CHA: common hepatic artery, PHA: proper hepatic artery, LHA: left hepatic artery, RHA: right hepatic artery, N/A: not applicable, ② dissection of proper hepatic artery, ③ dissection of common hepatic artery, gastroduodenal artery and proper hepatic artery.

破裂例の予後は,重要な規定因子として破裂部位とショック状態の有無が挙げられている.破裂部位は,腹腔内への破裂が43%,胆道系への破裂が41%,消化管への破裂が11%,門脈への破裂が5%とされ,腹腔内への破裂の50%,消化管への破裂の42%が死亡していると報告されている32).また,ショック状態に陥った症例に関しては50%以上死亡すると報告されており,的確な対応が求められる33).松本ら34)は腹部内蔵動脈瘤の検討で,年代別にみるとTAE施行例が増加しており,死亡率37%が9%まで改善されたと報告し,TAEによる予後改善の可能性を述べている.
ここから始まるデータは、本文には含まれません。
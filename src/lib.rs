//! # helmsman
//!
//! A cluster router and replication manager for a sharded
//! repository-hosting service:
//! - Virtual storages hide physical replica placement from clients
//! - Per-mutator voting decides which replicas committed identically
//! - A persistent replication queue repairs lagging replicas
//! - Per-repository failover promotes a healthy, up-to-date primary
//!
//! ## Architecture
//!
//! ```text
//! ┌──────────────────────────────────────────┐
//! │               Router                     │
//! │  dispatcher ─── vote coordinator         │
//! │      │                │                  │
//! │  placement store (RocksDB)               │
//! │      │                                   │
//! │  replication scheduler ─── failover      │
//! └──────┬───────────┬───────────┬───────────┘
//!        │           │           │
//!  ┌─────▼─────┐ ┌───▼───────┐ ┌─▼─────────┐
//!  │ storage-1 │ │ storage-2 │ │ storage-3 │
//!  │ (replica) │ │ (replica) │ │ (replica) │
//!  └───────────┘ └───────────┘ └───────────┘
//! ```
//!
//! ## Usage
//!
//! ### Start the router
//! ```bash
//! helmsman-router serve \
//!   --name router-1 \
//!   --bind 0.0.0.0:5000 \
//!   --db ./router-data \
//!   --config ./helmsman.json
//! ```
//!
//! ### Operator CLI
//! ```bash
//! helmsman dataloss --virtual-storage vs1
//! helmsman metadata --repository-id 42
//! helmsman track-repository --virtual-storage vs1 --repository a/b --authoritative-storage st-1
//! helmsman remove-repository --virtual-storage vs1 --repository a/b
//! helmsman accept-dataloss --virtual-storage vs1 --repository a/b --authoritative-storage st-1
//! ```

pub mod common;
pub mod ops;
pub mod replication;
pub mod router;
pub mod store;

// Re-export commonly used types
pub use common::{Config, Error, Result};
pub use router::Router;
pub use store::PlacementStore;

/// Current version
pub const VERSION: &str = env!("CARGO_PKG_VERSION");

/// Build info
pub const BUILD_INFO: &str = concat!(env!("CARGO_PKG_VERSION"), " (", env!("CARGO_PKG_NAME"), ")");
//! Vote coordinator
//!
//! Each mutator runs as a transaction: the dispatcher registers the
//! participating replicas and a threshold, every backend pauses mid-RPC
//! to cast a hash vote per phase, and the coordinator answers with the
//! phase outcome. A phase commits only when some hash reaches the
//! threshold *and* the primary voted for it; everything else aborts.
//! A node that voted a losing hash is told to roll back.

use crate::common::{Error, Metrics, Result, VoteConfig, METRICS};
use std::collections::{HashMap, HashSet};
use std::sync::atomic::{AtomicU64, Ordering};
use std::sync::{Arc, Mutex};
use tokio::sync::watch;
use tokio::time::Instant;

#[derive(Debug, Clone, Copy, PartialEq, Eq)]
pub enum Phase {
    Prepared,
    Committed,
}

impl Phase {
    fn index(&self) -> usize {
        match self {
            Phase::Prepared => 0,
            Phase::Committed => 1,
        }
    }

    pub fn as_str(&self) -> &'static str {
        match self {
            Phase::Prepared => "prepared",
            Phase::Committed => "committed",
        }
    }
}

/// Outcome streamed back to one voting node
#[derive(Debug, Clone, Copy, PartialEq, Eq)]
pub enum VoteOutcome {
    /// The node is in the winning set and proceeds to apply
    Commit,
    /// The node rolls back its pending update
    Abort,
    /// The dispatcher cancelled the transaction
    Stop,
}

#[derive(Debug, Clone, PartialEq, Eq)]
enum PhaseResult {
    Committed(String),
    Aborted,
    Stopped,
}

#[derive(Debug, Clone)]
pub struct Voter {
    pub storage: String,
    pub is_primary: bool,
}

struct TxInner {
    votes: [HashMap<String, String>; 2],
    registered: HashSet<String>,
    done_at: Option<Instant>,
}

struct TransactionState {
    threshold: usize,
    voters: Vec<Voter>,
    started: Instant,
    results: [watch::Sender<Option<PhaseResult>>; 2],
    inner: Mutex<TxInner>,
}

/// Registry of in-flight vote transactions
pub struct TransactionRegistry {
    config: VoteConfig,
    next_id: AtomicU64,
    transactions: Mutex<HashMap<u64, Arc<TransactionState>>>,
}

impl TransactionRegistry {
    pub fn new(config: VoteConfig) -> Self {
        Self {
            config,
            next_id: AtomicU64::new(0),
            transactions: Mutex::new(HashMap::new()),
        }
    }

    /// Open a transaction for one mutator. Returns its identity.
    pub fn register(&self, threshold: usize, voters: Vec<Voter>) -> u64 {
        self.sweep();
        let id = self.next_id.fetch_add(1, Ordering::SeqCst) + 1;
        let state = TransactionState {
            threshold,
            voters,
            started: Instant::now(),
            results: [watch::channel(None).0, watch::channel(None).0],
            inner: Mutex::new(TxInner {
                votes: [HashMap::new(), HashMap::new()],
                registered: HashSet::new(),
                done_at: None,
            }),
        };
        self.transactions.lock().unwrap().insert(id, Arc::new(state));
        id
    }

    fn get(&self, transaction_id: u64) -> Result<Arc<TransactionState>> {
        self.transactions
            .lock()
            .unwrap()
            .get(&transaction_id)
            .cloned()
            .ok_or_else(|| Error::NotFound(format!("transaction {}", transaction_id)))
    }

    /// Register a node's intent to vote. Rejected for nodes outside the
    /// transaction's participant set.
    pub fn start(&self, transaction_id: u64, node: &str) -> Result<()> {
        let tx = self.get(transaction_id)?;
        if !tx.voters.iter().any(|v| v.storage == node) {
            return Err(Error::InvalidArgument(format!(
                "node {} is not a participant of transaction {}",
                node, transaction_id
            )));
        }
        tx.inner.lock().unwrap().registered.insert(node.to_string());
        Ok(())
    }

    /// Cast a vote and wait for the phase outcome.
    ///
    /// Votes arriving after the phase deadline are rejected. A vote
    /// arriving after the phase was decided (but in time) observes the
    /// outcome: commit when its hash matches the winning one, abort
    /// otherwise.
    pub async fn vote(
        &self,
        transaction_id: u64,
        node: &str,
        hash: &str,
        phase: Phase,
    ) -> Result<VoteOutcome> {
        let tx = self.get(transaction_id)?;
        if !tx.voters.iter().any(|v| v.storage == node) {
            return Err(Error::InvalidArgument(format!(
                "node {} is not a participant of transaction {}",
                node, transaction_id
            )));
        }

        let deadline = tx.started + self.config.phase_timeout(phase == Phase::Committed);
        let sender = &tx.results[phase.index()];

        {
            let mut inner = tx.inner.lock().unwrap();

            if Instant::now() > deadline {
                if sender.borrow().is_none() {
                    Metrics::incr(&METRICS.votes_aborted);
                    let _ = sender.send(Some(PhaseResult::Aborted));
                }
                return Err(Error::VoteDeadline(transaction_id));
            }

            if let Some(result) = sender.borrow().clone() {
                return Ok(per_node_outcome(&result, hash));
            }

            let votes = &mut inner.votes[phase.index()];
            if votes.contains_key(node) {
                return Err(Error::FailedPrecondition(format!(
                    "node {} already voted the {} phase of transaction {}",
                    node,
                    phase.as_str(),
                    transaction_id
                )));
            }
            votes.insert(node.to_string(), hash.to_string());

            if let Some(result) = decide(tx.threshold, &tx.voters, votes) {
                match &result {
                    PhaseResult::Committed(_) => Metrics::incr(&METRICS.votes_committed),
                    PhaseResult::Aborted => Metrics::incr(&METRICS.votes_aborted),
                    PhaseResult::Stopped => {}
                }
                let _ = sender.send(Some(result));
            }
        }

        let mut rx = sender.subscribe();
        loop {
            if let Some(result) = rx.borrow().clone() {
                return Ok(per_node_outcome(&result, hash));
            }
            tokio::select! {
                _ = tokio::time::sleep_until(deadline) => {
                    let _inner = tx.inner.lock().unwrap();
                    if sender.borrow().is_none() {
                        tracing::warn!(
                            transaction_id,
                            phase = phase.as_str(),
                            "vote deadline expired, aborting phase"
                        );
                        Metrics::incr(&METRICS.votes_aborted);
                        let _ = sender.send(Some(PhaseResult::Aborted));
                    }
                }
                changed = rx.changed() => {
                    if changed.is_err() {
                        return Err(Error::Internal("vote channel closed".into()));
                    }
                }
            }
        }
    }

    /// Cancel the transaction; every in-flight and future voter sees
    /// `Stop`.
    pub fn cancel(&self, transaction_id: u64) {
        if let Ok(tx) = self.get(transaction_id) {
            let mut inner = tx.inner.lock().unwrap();
            let mut stopped = false;
            for sender in &tx.results {
                if sender.borrow().is_none() {
                    let _ = sender.send(Some(PhaseResult::Stopped));
                    stopped = true;
                }
            }
            if stopped {
                Metrics::incr(&METRICS.votes_stopped);
            }
            inner.done_at = Some(Instant::now());
        }
    }

    /// Mark a transaction done. It stays visible for a grace period so
    /// straggling voters still observe the outcome, then is collected.
    pub fn finish(&self, transaction_id: u64) {
        if let Ok(tx) = self.get(transaction_id) {
            tx.inner.lock().unwrap().done_at = Some(Instant::now());
        }
    }

    /// Node-agnostic view of a phase outcome, if decided.
    pub fn outcome(&self, transaction_id: u64, phase: Phase) -> Option<VoteOutcome> {
        let tx = self.get(transaction_id).ok()?;
        let result = tx.results[phase.index()].borrow().clone()?;
        Some(match result {
            PhaseResult::Committed(_) => VoteOutcome::Commit,
            PhaseResult::Aborted => VoteOutcome::Abort,
            PhaseResult::Stopped => VoteOutcome::Stop,
        })
    }

    /// A handle a backend uses to vote on behalf of one node.
    pub fn voter_handle(self: &Arc<Self>, transaction_id: u64, node: &str) -> VoterHandle {
        VoterHandle {
            registry: self.clone(),
            transaction_id,
            node: node.to_string(),
        }
    }

    pub fn len(&self) -> usize {
        self.transactions.lock().unwrap().len()
    }

    pub fn is_empty(&self) -> bool {
        self.len() == 0
    }

    /// Drop transactions past their grace period, and abandoned ones
    /// past every phase deadline.
    fn sweep(&self) {
        let grace = std::time::Duration::from_secs(self.config.grace_secs);
        let abandoned_after = self.config.phase_timeout(true) + grace;
        self.transactions.lock().unwrap().retain(|_, tx| {
            let inner = tx.inner.lock().unwrap();
            match inner.done_at {
                Some(done_at) => done_at.elapsed() < grace,
                None => tx.started.elapsed() < abandoned_after,
            }
        });
    }
}

fn decide(
    threshold: usize,
    voters: &[Voter],
    votes: &HashMap<String, String>,
) -> Option<PhaseResult> {
    let mut tally: HashMap<&String, usize> = HashMap::new();
    for hash in votes.values() {
        *tally.entry(hash).or_default() += 1;
    }

    let needs_primary = voters.iter().any(|v| v.is_primary);
    let primary_hash = voters
        .iter()
        .find(|v| v.is_primary)
        .and_then(|p| votes.get(&p.storage));

    for (hash, count) in &tally {
        if *count >= threshold && (!needs_primary || primary_hash == Some(*hash)) {
            return Some(PhaseResult::Committed((*hash).clone()));
        }
    }

    // Every node voted and no winning set exists
    if votes.len() == voters.len() {
        return Some(PhaseResult::Aborted);
    }
    None
}

fn per_node_outcome(result: &PhaseResult, hash: &str) -> VoteOutcome {
    match result {
        PhaseResult::Committed(winning) if winning == hash => VoteOutcome::Commit,
        PhaseResult::Committed(_) | PhaseResult::Aborted => VoteOutcome::Abort,
        PhaseResult::Stopped => VoteOutcome::Stop,
    }
}

/// Lets one backend node vote on one transaction.
#[derive(Clone)]
pub struct VoterHandle {
    registry: Arc<TransactionRegistry>,
    pub transaction_id: u64,
    pub node: String,
}

impl VoterHandle {
    pub fn start(&self) -> Result<()> {
        self.registry.start(self.transaction_id, &self.node)
    }

    pub async fn vote(&self, hash: &str, phase: Phase) -> Result<VoteOutcome> {
        self.registry
            .vote(self.transaction_id, &self.node, hash, phase)
            .await
    }
}

impl std::fmt::Debug for VoterHandle {
    fn fmt(&self, f: &mut std::fmt::Formatter<'_>) -> std::fmt::Result {
        f.debug_struct("VoterHandle")
            .field("transaction_id", &self.transaction_id)
            .field("node", &self.node)
            .finish()
    }
}
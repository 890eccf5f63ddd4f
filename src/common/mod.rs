//! Common utilities and types shared across helmsman

pub mod config;
pub mod context;
pub mod error;
pub mod hash;
pub mod metrics;
pub mod utils;

pub use config::{
    Config, FailoverConfig, HealthConfig, NodeConfig, ReplicationConfig, VirtualStorageConfig,
    VoteConfig,
};
pub use context::{CancellationSource, ContextValue, RequestContext};
pub use error::{Error, Result};
pub use hash::{blake3_hash, derive_replica_path, select_storages, vote_hash, RefUpdate};
pub use metrics::{Metrics, METRICS};
pub use utils::{backoff_delay, retry_with_backoff, timestamp_now, validate_relative_path};
//! Request-scoped context
//!
//! Feature flags and client metadata travel with each request as an
//! immutable string-keyed map. Forking a context is a cheap clone; a
//! child never mutates the parent's view. Cancellation is a broadcast
//! watch channel shared by every fork.

use std::collections::HashMap;
use std::sync::Arc;
use tokio::sync::watch;

/// Typed value carried on a request context
#[derive(Debug, Clone, PartialEq)]
pub enum ContextValue {
    Bool(bool),
    Int(i64),
    Str(String),
}

/// Handle used to cancel every fork of a request context.
pub struct CancellationSource {
    tx: watch::Sender<bool>,
}

impl CancellationSource {
    pub fn cancel(&self) {
        let _ = self.tx.send(true);
    }
}

/// Immutable request-scoped context.
#[derive(Clone)]
pub struct RequestContext {
    values: Arc<HashMap<String, ContextValue>>,
    cancelled: watch::Receiver<bool>,
}

impl RequestContext {
    /// A fresh cancellable context.
    pub fn new() -> (CancellationSource, Self) {
        let (tx, rx) = watch::channel(false);
        (
            CancellationSource { tx },
            Self {
                values: Arc::new(HashMap::new()),
                cancelled: rx,
            },
        )
    }

    /// A context that can never be cancelled, for background work.
    pub fn background() -> Self {
        let (tx, rx) = watch::channel(false);
        // Keep the sender alive for the life of the receiver so the
        // channel never reports closed-as-cancelled.
        std::mem::forget(tx);
        Self {
            values: Arc::new(HashMap::new()),
            cancelled: rx,
        }
    }

    /// Fork with one additional value. The receiver side of the
    /// cancellation channel is shared with the parent.
    pub fn with_value(&self, key: impl Into<String>, value: ContextValue) -> Self {
        let mut values = (*self.values).clone();
        values.insert(key.into(), value);
        Self {
            values: Arc::new(values),
            cancelled: self.cancelled.clone(),
        }
    }

    pub fn value(&self, key: &str) -> Option<&ContextValue> {
        self.values.get(key)
    }

    /// Is the named feature flag enabled? Missing flags are off.
    pub fn flag_enabled(&self, name: &str) -> bool {
        matches!(
            self.values.get(name),
            Some(ContextValue::Bool(true)) | Some(ContextValue::Str(_))
        ) && self.values.get(name) != Some(&ContextValue::Str("false".to_string()))
    }

    pub fn is_cancelled(&self) -> bool {
        *self.cancelled.borrow()
    }

    /// Resolves when the context is cancelled; pends forever otherwise.
    pub async fn cancelled(&self) {
        let mut rx = self.cancelled.clone();
        loop {
            if *rx.borrow() {
                return;
            }
            if rx.changed().await.is_err() {
                // Sender dropped without cancelling; treat as never-cancelled.
                std::future::pending::<()>().await;
            }
        }
    }
}

impl std::fmt::Debug for RequestContext {
    fn fmt(&self, f: &mut std::fmt::Formatter<'_>) -> std::fmt::Result {
        f.debug_struct("RequestContext")
            .field("values", &self.values)
            .field("cancelled", &self.is_cancelled())
            .finish()
    }
}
今回の検討での出血性ショックであった5例に関しては,全例血行遮断のみ(4例がTAEによる血行遮断)が実施されていた.自験例は③の症例であり,出血性ショックの状態であったこと,上腸間膜動脈から右肝動脈への側副血行路が確認できたため,総肝動脈から胃十二指腸動脈に対してTAEを先行し,出血コントロールを優先した.後日施行した外科治療では血行再建も考慮されたが,幸い左右肝動脈を遮断しても肝左葉の血行が保たれていると判断できたため,それぞれの切離を行い,術後経過は問題なかった.

以上より,血管処理が総肝動脈,胃十二指腸および左右肝動脈におよぶ肝動脈瘤の症例であっても,血行遮断のみで安全に施行しうる可能性が示唆された.さらに,動脈瘤破裂,出血性ショックの患者である場合はIVRを先行することで側副血行路など動脈解剖の認識が可能であり,さらにTAEへ治療をつなげ救命率向上に寄与できる可能性が示唆された.